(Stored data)
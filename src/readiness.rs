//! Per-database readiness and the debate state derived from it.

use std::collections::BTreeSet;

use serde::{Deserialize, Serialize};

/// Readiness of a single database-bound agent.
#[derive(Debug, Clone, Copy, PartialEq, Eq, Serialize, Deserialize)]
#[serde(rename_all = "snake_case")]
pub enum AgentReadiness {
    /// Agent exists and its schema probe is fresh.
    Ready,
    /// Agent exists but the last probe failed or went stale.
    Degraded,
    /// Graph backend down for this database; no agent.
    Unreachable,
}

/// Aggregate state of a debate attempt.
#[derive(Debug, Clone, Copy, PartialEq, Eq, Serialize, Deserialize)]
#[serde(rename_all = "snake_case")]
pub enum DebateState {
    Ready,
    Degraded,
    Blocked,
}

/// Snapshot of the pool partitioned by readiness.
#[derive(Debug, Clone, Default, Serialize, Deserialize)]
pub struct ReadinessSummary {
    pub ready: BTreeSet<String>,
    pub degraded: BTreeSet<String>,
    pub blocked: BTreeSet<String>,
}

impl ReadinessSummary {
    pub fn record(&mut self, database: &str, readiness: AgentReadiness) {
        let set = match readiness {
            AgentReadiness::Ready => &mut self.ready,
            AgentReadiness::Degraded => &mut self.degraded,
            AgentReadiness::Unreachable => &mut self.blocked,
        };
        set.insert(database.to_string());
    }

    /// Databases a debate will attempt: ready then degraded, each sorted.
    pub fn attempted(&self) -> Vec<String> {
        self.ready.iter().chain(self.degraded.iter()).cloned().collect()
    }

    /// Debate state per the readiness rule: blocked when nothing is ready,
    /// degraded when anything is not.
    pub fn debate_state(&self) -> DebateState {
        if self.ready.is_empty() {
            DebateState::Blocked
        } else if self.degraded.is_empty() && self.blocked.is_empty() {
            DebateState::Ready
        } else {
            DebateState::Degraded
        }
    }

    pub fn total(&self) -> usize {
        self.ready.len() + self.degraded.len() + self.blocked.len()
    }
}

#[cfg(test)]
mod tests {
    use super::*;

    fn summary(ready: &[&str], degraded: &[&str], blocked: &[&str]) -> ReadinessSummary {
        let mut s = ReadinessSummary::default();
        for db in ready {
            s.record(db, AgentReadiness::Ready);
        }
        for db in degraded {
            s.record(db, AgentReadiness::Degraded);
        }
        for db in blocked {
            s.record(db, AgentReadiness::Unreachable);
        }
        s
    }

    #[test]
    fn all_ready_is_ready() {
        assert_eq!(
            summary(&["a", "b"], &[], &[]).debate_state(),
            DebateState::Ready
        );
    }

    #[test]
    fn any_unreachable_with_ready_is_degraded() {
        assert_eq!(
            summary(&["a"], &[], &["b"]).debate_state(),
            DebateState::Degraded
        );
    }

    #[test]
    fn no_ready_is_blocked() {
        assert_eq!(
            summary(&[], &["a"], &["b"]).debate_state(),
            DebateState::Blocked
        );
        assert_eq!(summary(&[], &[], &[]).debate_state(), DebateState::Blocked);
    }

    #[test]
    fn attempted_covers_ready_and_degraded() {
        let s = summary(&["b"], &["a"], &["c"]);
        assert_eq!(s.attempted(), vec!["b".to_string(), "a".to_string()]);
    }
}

● Required action
Each line from the one holding "for db in blocked" to the end of the entries is to be written out exactly. Skip every line before it.

● Reply
        for db in blocked {
            s.record(db, AgentReadiness::Unreachable);
        }
        s
    }

    #[test]
    fn all_ready_is_ready() {
        assert_eq!(
            summary(&["a", "b"], &[], &[]).debate_state(),
            DebateState::Ready
        );
    }

    #[test]
    fn any_unreachable_with_ready_is_degraded() {
        assert_eq!(
            summary(&["a"], &[], &["b"]).debate_state(),
            DebateState::Degraded
        );
    }

    #[test]
    fn no_ready_is_blocked() {
        assert_eq!(
            summary(&[], &["a"], &["b"]).debate_state(),
            DebateState::Blocked
        );
        assert_eq!(summary(&[], &[], &[]).debate_state(), DebateState::Blocked);
    }

    #[test]
    fn attempted_covers_ready_and_degraded() {
        let s = summary(&["b"], &["a"], &["c"]);
        assert_eq!(s.attempted(), vec!["b".to_string(), "a".to_string()]);
    }
}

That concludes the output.